### MATERIAL FOR THIS TASK
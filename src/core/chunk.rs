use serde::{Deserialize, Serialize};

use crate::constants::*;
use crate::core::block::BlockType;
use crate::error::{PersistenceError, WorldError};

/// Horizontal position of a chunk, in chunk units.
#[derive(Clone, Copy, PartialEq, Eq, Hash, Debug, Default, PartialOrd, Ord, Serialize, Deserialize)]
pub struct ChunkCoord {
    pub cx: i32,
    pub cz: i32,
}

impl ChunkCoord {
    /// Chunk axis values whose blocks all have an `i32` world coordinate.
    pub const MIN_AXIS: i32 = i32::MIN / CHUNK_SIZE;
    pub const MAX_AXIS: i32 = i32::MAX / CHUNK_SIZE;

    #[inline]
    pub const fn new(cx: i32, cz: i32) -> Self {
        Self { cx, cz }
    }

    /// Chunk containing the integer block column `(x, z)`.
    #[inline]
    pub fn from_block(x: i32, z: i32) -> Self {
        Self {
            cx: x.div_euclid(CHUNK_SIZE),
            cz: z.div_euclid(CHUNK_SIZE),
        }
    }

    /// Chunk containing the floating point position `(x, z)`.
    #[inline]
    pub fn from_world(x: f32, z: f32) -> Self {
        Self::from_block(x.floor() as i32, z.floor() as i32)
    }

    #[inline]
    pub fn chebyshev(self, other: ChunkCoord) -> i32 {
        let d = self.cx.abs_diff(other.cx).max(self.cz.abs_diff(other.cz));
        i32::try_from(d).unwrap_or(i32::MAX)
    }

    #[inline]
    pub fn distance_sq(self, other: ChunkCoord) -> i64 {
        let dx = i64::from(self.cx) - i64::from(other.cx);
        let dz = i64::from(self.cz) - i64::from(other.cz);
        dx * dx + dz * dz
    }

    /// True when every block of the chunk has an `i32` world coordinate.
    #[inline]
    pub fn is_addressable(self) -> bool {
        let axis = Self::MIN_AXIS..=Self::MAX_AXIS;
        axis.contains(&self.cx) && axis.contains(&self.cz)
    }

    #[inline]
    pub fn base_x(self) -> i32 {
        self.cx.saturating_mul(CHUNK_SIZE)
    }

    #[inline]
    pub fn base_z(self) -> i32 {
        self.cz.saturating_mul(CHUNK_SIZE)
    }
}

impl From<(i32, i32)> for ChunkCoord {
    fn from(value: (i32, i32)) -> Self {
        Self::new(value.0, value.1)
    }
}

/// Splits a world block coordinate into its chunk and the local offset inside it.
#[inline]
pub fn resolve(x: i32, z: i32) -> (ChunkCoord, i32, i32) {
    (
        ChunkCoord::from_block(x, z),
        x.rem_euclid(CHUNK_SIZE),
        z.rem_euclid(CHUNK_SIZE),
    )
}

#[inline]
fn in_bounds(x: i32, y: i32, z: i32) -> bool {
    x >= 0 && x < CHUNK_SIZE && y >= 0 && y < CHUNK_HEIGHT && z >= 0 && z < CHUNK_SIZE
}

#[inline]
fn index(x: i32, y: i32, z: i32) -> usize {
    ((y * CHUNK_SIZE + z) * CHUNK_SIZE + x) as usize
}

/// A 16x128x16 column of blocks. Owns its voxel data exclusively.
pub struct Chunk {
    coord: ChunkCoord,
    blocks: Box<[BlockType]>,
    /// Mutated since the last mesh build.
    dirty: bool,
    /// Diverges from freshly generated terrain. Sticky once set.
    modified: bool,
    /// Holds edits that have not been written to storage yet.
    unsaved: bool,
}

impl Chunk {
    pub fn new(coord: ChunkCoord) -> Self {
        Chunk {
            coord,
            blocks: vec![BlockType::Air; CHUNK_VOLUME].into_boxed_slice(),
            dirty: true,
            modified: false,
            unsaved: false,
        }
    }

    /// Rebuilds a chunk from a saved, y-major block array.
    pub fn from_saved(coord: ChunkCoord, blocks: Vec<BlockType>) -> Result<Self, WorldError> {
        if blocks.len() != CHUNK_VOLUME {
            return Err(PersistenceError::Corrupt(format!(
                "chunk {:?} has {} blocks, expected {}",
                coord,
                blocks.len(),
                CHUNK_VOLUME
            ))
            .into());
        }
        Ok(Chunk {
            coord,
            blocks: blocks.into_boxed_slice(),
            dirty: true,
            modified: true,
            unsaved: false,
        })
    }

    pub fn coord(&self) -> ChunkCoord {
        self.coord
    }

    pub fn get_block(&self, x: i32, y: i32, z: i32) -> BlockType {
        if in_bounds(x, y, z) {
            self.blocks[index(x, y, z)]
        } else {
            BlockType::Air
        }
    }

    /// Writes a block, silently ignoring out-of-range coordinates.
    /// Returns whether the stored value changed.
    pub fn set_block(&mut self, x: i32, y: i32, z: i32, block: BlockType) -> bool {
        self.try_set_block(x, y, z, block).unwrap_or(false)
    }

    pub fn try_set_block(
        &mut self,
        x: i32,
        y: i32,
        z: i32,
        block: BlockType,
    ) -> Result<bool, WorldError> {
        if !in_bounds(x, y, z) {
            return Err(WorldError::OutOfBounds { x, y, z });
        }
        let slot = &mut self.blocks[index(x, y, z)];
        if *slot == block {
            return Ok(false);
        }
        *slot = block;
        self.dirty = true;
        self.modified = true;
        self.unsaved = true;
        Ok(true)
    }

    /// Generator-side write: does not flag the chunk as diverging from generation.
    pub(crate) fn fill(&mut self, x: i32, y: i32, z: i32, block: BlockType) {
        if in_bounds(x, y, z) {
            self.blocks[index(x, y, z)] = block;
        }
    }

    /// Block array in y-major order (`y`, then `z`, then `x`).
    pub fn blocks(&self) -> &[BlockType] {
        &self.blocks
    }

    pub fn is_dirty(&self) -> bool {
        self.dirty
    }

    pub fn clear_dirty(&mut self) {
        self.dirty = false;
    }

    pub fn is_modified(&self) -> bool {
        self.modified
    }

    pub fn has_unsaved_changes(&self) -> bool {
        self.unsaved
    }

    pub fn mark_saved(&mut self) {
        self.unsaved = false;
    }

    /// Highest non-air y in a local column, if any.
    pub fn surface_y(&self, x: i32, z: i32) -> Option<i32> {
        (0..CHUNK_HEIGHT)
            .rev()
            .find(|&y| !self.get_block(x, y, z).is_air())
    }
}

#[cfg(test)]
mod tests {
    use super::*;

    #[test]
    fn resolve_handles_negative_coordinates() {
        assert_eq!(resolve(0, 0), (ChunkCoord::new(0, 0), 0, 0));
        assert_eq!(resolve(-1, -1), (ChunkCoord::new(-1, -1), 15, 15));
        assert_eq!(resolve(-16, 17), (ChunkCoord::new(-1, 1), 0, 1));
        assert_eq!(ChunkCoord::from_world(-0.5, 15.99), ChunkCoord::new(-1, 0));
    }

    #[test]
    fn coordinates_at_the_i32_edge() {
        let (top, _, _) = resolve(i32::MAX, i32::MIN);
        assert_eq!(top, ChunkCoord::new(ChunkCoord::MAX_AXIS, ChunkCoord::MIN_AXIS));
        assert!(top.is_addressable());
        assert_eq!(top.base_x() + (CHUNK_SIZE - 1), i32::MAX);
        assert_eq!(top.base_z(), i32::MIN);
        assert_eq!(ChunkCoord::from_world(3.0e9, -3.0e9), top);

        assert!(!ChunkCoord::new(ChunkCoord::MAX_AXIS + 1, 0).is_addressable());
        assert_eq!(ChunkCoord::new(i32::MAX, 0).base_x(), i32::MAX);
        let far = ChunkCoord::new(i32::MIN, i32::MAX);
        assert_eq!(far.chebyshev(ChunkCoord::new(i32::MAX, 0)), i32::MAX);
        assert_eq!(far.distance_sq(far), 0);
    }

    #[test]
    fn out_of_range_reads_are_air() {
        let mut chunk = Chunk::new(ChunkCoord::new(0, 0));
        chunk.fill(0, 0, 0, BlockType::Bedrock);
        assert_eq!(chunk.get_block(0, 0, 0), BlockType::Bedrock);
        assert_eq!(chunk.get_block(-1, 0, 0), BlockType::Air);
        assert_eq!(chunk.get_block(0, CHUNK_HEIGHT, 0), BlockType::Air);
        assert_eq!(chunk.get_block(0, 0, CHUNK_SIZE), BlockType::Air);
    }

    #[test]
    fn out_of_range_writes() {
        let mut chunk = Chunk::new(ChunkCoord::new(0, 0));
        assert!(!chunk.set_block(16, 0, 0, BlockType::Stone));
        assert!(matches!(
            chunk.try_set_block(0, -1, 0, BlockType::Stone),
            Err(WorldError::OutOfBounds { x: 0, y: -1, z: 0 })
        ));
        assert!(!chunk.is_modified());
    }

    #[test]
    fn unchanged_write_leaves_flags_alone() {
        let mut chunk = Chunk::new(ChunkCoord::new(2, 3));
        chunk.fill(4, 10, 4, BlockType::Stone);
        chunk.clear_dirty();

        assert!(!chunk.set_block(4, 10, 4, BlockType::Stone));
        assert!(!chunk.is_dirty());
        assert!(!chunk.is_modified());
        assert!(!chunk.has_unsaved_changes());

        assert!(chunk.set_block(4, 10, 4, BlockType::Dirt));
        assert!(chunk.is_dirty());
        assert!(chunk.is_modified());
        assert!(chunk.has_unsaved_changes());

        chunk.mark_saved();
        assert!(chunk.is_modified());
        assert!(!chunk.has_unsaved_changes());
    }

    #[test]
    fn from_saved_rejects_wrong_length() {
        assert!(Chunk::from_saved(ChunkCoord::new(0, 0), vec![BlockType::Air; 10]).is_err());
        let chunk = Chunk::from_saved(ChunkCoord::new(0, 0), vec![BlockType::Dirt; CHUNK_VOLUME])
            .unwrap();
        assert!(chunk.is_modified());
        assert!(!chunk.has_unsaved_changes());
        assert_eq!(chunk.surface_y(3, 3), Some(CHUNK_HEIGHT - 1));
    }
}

==

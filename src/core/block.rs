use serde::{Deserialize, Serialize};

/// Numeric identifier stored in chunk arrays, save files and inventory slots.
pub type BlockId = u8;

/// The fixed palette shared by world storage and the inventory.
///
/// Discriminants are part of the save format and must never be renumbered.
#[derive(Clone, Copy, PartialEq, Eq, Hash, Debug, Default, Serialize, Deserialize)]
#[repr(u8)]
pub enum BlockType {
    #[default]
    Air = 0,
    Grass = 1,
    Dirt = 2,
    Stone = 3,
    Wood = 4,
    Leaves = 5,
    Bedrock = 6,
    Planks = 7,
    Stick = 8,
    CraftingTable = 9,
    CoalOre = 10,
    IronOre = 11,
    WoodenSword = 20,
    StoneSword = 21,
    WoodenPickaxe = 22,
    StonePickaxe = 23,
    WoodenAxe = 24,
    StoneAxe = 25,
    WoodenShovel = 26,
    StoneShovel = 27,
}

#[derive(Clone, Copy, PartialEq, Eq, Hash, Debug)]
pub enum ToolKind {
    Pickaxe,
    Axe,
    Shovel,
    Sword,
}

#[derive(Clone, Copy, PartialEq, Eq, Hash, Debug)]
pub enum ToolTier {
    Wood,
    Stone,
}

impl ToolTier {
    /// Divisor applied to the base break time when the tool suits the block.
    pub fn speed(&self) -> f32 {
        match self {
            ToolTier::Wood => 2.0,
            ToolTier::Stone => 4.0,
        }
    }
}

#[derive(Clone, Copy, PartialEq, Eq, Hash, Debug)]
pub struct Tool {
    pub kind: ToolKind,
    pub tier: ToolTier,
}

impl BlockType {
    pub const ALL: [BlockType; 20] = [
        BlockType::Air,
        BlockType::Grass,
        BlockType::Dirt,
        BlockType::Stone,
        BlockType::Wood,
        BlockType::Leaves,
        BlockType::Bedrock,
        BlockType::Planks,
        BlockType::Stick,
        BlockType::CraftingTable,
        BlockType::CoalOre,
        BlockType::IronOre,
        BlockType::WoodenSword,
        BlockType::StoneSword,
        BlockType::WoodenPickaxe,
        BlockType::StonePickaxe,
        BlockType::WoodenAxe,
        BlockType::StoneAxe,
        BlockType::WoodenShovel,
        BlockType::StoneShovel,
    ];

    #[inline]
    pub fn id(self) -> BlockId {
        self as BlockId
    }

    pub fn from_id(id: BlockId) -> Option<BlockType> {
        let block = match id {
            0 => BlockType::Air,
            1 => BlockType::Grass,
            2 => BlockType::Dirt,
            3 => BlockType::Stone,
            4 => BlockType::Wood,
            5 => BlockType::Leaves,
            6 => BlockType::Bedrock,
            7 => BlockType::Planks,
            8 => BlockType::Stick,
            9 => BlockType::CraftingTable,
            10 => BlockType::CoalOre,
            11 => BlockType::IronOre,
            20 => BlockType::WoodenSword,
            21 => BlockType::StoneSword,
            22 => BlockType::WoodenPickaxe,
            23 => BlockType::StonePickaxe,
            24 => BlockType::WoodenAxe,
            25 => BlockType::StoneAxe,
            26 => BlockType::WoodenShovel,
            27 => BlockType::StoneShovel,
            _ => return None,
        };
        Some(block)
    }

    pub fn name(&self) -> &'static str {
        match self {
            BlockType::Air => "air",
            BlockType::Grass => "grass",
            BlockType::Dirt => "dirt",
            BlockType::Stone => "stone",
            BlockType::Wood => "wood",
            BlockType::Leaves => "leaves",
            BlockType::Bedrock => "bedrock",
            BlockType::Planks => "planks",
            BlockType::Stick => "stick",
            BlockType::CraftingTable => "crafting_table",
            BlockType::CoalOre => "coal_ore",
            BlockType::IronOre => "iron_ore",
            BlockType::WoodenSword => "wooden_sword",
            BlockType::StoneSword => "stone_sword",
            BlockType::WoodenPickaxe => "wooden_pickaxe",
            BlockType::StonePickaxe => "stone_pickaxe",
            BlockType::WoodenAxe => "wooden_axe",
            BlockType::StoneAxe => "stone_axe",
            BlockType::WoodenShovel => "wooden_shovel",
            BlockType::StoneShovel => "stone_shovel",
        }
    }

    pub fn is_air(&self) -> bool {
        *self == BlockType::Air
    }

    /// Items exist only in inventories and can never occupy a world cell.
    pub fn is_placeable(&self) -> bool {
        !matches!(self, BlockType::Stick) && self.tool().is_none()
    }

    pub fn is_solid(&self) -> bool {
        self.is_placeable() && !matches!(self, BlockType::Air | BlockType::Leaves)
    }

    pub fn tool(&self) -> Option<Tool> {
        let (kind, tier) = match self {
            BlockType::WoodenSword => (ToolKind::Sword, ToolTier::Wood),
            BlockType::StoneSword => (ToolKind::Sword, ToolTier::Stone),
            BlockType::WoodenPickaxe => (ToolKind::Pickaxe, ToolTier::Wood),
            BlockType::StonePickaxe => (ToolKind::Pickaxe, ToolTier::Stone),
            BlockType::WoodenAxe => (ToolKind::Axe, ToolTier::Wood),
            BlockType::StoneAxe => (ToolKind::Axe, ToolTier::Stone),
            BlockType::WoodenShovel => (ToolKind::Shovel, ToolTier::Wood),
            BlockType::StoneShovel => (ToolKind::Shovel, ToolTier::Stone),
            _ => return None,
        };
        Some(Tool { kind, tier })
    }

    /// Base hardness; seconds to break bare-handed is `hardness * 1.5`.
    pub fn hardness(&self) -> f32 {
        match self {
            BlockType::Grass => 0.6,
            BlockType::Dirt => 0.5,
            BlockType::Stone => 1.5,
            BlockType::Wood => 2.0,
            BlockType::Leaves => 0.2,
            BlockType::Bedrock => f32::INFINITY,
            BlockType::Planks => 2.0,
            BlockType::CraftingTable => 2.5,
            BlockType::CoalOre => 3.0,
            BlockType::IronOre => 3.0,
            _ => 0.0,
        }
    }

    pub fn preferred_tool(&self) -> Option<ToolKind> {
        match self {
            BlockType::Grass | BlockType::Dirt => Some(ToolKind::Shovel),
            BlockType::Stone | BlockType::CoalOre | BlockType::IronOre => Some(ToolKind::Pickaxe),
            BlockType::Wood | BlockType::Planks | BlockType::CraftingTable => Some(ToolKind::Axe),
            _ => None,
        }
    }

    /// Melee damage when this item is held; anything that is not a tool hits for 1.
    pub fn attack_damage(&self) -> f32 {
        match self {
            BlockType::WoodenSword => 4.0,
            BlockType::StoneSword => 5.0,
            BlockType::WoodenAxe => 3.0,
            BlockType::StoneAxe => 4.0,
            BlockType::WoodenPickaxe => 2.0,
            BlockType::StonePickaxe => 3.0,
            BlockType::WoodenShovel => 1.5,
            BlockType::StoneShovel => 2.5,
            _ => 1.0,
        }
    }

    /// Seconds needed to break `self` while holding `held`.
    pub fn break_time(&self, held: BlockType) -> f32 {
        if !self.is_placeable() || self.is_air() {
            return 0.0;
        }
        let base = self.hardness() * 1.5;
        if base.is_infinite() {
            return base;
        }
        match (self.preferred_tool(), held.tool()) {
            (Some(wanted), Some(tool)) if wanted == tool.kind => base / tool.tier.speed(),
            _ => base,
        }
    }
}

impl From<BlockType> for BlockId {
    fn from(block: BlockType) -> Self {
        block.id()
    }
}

==

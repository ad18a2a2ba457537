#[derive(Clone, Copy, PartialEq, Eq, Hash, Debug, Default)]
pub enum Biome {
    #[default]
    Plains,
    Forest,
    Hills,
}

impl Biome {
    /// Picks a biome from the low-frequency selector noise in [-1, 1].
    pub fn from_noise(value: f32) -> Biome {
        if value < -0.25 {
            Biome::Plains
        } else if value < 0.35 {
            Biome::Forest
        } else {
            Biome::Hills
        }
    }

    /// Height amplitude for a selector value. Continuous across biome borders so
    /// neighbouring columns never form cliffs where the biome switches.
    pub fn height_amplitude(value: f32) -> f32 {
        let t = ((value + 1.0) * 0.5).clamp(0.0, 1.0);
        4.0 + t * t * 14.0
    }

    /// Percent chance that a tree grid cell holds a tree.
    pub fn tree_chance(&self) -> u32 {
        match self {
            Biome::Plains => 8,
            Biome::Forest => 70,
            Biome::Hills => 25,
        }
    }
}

### WORK ORDER
Scan the material for lines that hold the word "WoodenAxe", then say how many there are and nothing else.

### REPLY TO THE EXERCISE
6